(Story updated at 6:45 p.m. ET)
Healthcare conglomerate UnitedHealth Group is reconfiguring its executive office, most notably announcing on the eve of open enrollment that insurance division CEO Gail Boudreaux is departing for undisclosed reasons.
Boudreaux, 54, said she will leave the company effective Feb. 27. She has served as CEO of UnitedHealthcare—UnitedHealth's primary subsidiary, which sells medical coverage and is the largest payer in the country—since 2011 and has been with UnitedHealth since 2008. UnitedHealthcare brought in $89.4 billion of revenue in the first nine months of 2014.

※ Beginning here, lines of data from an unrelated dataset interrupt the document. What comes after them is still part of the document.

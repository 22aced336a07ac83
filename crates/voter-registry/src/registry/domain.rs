use std::fmt;

use serde::{Deserialize, Serialize};

/// Identifier wrapper for registered voters.
#[derive(Debug, Clone, Copy, PartialEq, Eq, Hash, PartialOrd, Ord, Serialize, Deserialize)]
#[serde(transparent)]
pub struct VoterId(pub i64);

impl VoterId {
    pub const fn is_positive(self) -> bool {
        self.0 > 0
    }
}

impl fmt::Display for VoterId {
    fn fmt(&self, f: &mut fmt::Formatter<'_>) -> fmt::Result {
        write!(f, "{}", self.0)
    }
}

/// Informational only; never consulted when deciding eligibility.
#[derive(Debug, Clone, Copy, PartialEq, Eq, Serialize, Deserialize)]
#[serde(rename_all = "snake_case")]
pub enum Gender {
    Male,
    Female,
    Other,
}

/// Flat person record supplied by the caller for a registration attempt.
#[derive(Debug, Clone, PartialEq, Eq, Serialize, Deserialize)]
pub struct Person {
    pub name: String,
    pub id: VoterId,
    pub age: i32,
    pub gender: Gender,
    pub alive: bool,
}

impl Person {
    pub fn new(name: impl Into<String>, id: i64, age: i32, gender: Gender, alive: bool) -> Self {
        Self {
            name: name.into(),
            id: VoterId(id),
            age,
            gender,
            alive,
        }
    }
}

/// Result of a registration attempt.
#[derive(Debug, Clone, Copy, PartialEq, Eq, Hash, Serialize, Deserialize)]
#[serde(rename_all = "snake_case")]
pub enum RegisterResult {
    Valid,
    Invalid,
    Dead,
    Duplicated,
}

impl RegisterResult {
    pub const fn label(self) -> &'static str {
        match self {
            RegisterResult::Valid => "valid",
            RegisterResult::Invalid => "invalid",
            RegisterResult::Dead => "dead",
            RegisterResult::Duplicated => "duplicated",
        }
    }
}

impl fmt::Display for RegisterResult {
    fn fmt(&self, f: &mut fmt::Formatter<'_>) -> fmt::Result {
        f.write_str(self.label())
    }
}

/// Why an attempt was folded into [`RegisterResult::Invalid`].
#[derive(Debug, Clone, Copy, PartialEq, Eq, Serialize, Deserialize)]
pub enum InvalidReason {
    MissingPerson,
    NonPositiveId,
    AgeOutOfRange { age: i32 },
    Underage { age: i32, minimum: i32 },
    RollUnavailable,
}

impl InvalidReason {
    pub fn summary(&self) -> String {
        match self {
            InvalidReason::MissingPerson => "no person supplied".to_string(),
            InvalidReason::NonPositiveId => "identifier must be positive".to_string(),
            InvalidReason::AgeOutOfRange { age } => format!("age {age} outside plausible range"),
            InvalidReason::Underage { age, minimum } => {
                format!("age {age} below voting age {minimum}")
            }
            InvalidReason::RollUnavailable => "voter roll unavailable".to_string(),
        }
    }
}

/// Detailed decision trail for a registration attempt.
#[derive(Debug, Clone, Copy, PartialEq, Eq, Serialize, Deserialize)]
pub enum RegistrationOutcome {
    Valid,
    Invalid(InvalidReason),
    Dead,
    Duplicated,
}

impl RegistrationOutcome {
    pub const fn result(&self) -> RegisterResult {
        match self {
            RegistrationOutcome::Valid => RegisterResult::Valid,
            RegistrationOutcome::Invalid(_) => RegisterResult::Invalid,
            RegistrationOutcome::Dead => RegisterResult::Dead,
            RegistrationOutcome::Duplicated => RegisterResult::Duplicated,
        }
    }

    pub fn summary(&self) -> String {
        match self {
            RegistrationOutcome::Valid => "registration accepted".to_string(),
            RegistrationOutcome::Invalid(reason) => format!("invalid: {}", reason.summary()),
            RegistrationOutcome::Dead => "person is deceased".to_string(),
            RegistrationOutcome::Duplicated => "identifier already registered".to_string(),
        }
    }
}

UnitedHealth CFO David Wichmann, 52, will now oversee the operations of UnitedHealthcare and hold the title of president of UnitedHealth Group. Wichmann is already familiar with the position's responsibilities. He was UnitedHealthcare's CEO before Boudreaux arrived.
His return to lead UnitedHealthcare may signal that the company is setting him up to succeed Stephen Hemsley as CEO of the parent company, said Peter Costa, an analyst at Wells Fargo Securities. Hemsley has been UnitedHealth's president and CEO since 2006.
“We believe the increased role for Wichmann shows he has continued to deliver for (UnitedHealthcare) from a cost, systems and infrastructure viewpoint and perhaps setting him up as the likely successor to Hemsley,” Costa wrote in a research note. “We believe it remains to be seen if he can deliver strong health benefit plan growth and performance.”
Several industry analysts noted that UnitedHealthcare is about to enter 2015 as a much bigger player in the Affordable Care Act's health insurance marketplaces. The company is expected to participate in 19 new exchange markets next year.
“It's a little surprising in terms of timing and she leaving,” Morningstar analyst Vishnu Lekraj said in an interview. “She's arguably one of the most powerful executives in healthcare.”
Still, the shakeup was somewhat expected. “Boudreaux is well-respected, and we view her departure as a loss for the company, but there has already been significant change over the last year beneath her,” J.P. Morgan Securities analyst Justin Lake said in a note to clients. Lake referred to several recent executive changes: Jack Larsen, who moved from UnitedHealthcare's Medicare business to Optum; Steve Nelson, who moved from the company's Medicaid side to head Medicare operations; and Austin Pittman, who now leads UnitedHealthcare's Medicaid group after overseeing a commercial network segment.
Boudreaux is in line for a hefty severance package. She will take home at least $23.3 million, which includes cash payments and stock options, according to her most recent employment agreement. Boudreaux will also receive her 2014 salary and incentives.
The company did not explain why Boudreaux was leaving or what her future plans are. A UnitedHealth spokesman said the new office of the chief executive was more about “an evolution of the structure that allows us to better serve the emerging markets and our growth, as much as anything.”